Gather every line in the records below that contains the word "SETTINGS".

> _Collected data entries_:
--*--

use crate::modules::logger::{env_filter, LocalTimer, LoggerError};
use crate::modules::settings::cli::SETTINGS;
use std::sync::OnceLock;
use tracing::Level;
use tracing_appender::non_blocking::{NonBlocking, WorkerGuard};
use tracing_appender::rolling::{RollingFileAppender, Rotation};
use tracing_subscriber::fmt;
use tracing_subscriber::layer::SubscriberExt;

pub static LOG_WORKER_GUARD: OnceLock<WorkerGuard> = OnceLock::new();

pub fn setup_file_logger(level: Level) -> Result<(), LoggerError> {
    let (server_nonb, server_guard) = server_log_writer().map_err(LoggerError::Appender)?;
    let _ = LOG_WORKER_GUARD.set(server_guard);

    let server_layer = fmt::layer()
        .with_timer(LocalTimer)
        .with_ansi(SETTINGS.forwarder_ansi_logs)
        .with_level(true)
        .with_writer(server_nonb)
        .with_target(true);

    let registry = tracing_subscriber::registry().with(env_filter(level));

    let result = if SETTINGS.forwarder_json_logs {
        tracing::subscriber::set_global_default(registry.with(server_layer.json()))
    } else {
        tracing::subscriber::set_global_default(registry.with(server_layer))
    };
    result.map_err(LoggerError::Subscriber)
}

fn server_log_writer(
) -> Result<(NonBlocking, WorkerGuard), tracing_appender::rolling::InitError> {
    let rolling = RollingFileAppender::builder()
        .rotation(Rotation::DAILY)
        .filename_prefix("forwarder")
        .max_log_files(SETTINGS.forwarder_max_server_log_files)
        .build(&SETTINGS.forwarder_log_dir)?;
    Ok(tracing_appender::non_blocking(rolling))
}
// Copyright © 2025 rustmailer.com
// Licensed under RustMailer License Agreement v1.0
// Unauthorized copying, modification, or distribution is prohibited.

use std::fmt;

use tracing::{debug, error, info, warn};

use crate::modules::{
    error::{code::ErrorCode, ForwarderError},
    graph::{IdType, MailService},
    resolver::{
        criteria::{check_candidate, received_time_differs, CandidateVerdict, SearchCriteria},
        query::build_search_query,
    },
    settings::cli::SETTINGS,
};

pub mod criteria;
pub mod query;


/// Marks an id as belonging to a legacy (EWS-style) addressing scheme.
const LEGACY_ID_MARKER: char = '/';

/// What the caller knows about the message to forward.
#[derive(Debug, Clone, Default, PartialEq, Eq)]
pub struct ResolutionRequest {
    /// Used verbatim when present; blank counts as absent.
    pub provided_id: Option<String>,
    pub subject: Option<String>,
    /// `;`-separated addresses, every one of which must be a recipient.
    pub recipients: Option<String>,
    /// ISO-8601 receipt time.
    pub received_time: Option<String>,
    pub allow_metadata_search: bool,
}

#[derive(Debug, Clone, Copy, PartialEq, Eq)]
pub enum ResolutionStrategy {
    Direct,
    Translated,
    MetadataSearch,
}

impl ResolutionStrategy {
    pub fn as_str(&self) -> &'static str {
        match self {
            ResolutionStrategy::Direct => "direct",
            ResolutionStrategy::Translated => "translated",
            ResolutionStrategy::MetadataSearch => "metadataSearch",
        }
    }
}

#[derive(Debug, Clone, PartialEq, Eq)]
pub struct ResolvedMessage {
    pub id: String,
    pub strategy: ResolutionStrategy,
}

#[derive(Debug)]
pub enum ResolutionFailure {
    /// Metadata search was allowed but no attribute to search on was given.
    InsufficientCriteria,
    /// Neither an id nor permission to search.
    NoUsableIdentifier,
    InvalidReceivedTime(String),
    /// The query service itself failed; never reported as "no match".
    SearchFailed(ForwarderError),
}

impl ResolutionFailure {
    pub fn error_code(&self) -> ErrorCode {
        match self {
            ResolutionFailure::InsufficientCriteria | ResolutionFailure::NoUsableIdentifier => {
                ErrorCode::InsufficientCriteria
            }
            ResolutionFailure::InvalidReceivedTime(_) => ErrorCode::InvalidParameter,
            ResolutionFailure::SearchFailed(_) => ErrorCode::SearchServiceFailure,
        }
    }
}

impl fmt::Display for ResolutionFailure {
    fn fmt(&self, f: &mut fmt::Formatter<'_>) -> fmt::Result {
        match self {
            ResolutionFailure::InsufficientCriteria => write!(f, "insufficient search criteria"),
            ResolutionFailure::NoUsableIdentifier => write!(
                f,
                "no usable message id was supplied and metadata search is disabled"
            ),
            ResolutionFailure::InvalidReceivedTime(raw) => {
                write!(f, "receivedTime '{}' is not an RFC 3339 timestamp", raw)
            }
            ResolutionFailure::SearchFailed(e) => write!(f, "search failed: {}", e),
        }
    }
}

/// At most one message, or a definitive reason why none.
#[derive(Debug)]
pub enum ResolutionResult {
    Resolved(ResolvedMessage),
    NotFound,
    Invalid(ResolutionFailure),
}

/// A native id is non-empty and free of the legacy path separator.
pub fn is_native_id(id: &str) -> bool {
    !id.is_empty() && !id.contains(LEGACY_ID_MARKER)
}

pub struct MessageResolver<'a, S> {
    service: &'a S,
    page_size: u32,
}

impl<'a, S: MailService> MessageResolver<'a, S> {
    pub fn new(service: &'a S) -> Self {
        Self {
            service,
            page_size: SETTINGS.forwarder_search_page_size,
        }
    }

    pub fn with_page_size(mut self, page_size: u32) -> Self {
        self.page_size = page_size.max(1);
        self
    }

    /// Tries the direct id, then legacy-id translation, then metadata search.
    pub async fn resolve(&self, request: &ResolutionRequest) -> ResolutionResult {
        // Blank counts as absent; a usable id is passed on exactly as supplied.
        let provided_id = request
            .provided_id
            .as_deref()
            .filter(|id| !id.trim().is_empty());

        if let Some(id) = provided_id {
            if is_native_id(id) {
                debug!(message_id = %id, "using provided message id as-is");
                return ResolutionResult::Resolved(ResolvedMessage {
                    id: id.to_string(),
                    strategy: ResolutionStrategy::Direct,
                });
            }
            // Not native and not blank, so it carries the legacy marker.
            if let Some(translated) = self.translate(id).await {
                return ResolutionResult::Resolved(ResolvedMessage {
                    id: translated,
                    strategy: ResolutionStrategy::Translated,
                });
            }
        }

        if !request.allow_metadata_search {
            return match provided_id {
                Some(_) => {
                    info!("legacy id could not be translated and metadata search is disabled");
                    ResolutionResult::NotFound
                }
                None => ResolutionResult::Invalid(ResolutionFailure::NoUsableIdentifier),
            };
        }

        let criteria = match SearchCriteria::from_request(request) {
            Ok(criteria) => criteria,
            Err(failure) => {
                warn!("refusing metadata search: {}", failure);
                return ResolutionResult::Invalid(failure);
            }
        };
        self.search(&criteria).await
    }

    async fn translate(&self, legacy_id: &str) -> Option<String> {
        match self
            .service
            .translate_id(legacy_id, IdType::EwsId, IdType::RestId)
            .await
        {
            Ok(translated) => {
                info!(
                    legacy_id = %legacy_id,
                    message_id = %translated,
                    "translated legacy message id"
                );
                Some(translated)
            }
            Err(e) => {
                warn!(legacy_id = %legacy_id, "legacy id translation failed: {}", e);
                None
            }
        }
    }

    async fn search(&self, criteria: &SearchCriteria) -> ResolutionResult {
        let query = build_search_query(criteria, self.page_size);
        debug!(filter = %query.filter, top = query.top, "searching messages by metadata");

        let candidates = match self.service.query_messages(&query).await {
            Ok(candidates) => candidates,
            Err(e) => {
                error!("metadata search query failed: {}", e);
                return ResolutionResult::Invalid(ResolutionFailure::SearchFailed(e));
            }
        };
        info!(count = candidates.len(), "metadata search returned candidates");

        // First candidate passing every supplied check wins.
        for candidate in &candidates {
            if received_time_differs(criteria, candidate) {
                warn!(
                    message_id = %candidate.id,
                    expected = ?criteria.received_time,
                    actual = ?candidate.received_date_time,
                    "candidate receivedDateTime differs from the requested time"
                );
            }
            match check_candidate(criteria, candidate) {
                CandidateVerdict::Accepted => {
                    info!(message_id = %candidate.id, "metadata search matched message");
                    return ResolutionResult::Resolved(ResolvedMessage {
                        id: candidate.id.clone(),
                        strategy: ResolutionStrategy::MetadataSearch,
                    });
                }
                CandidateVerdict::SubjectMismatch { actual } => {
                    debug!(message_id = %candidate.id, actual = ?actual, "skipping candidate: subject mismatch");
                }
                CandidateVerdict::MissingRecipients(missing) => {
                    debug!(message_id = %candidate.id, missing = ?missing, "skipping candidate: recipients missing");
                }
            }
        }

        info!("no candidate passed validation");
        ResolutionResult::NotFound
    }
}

--*--

> _ANSWER_:
use crate::modules::settings::cli::SETTINGS;
        .with_ansi(SETTINGS.forwarder_ansi_logs)
    let result = if SETTINGS.forwarder_json_logs {
        .max_log_files(SETTINGS.forwarder_max_server_log_files)
        .build(&SETTINGS.forwarder_log_dir)?;
    settings::cli::SETTINGS,
            page_size: SETTINGS.forwarder_search_page_size,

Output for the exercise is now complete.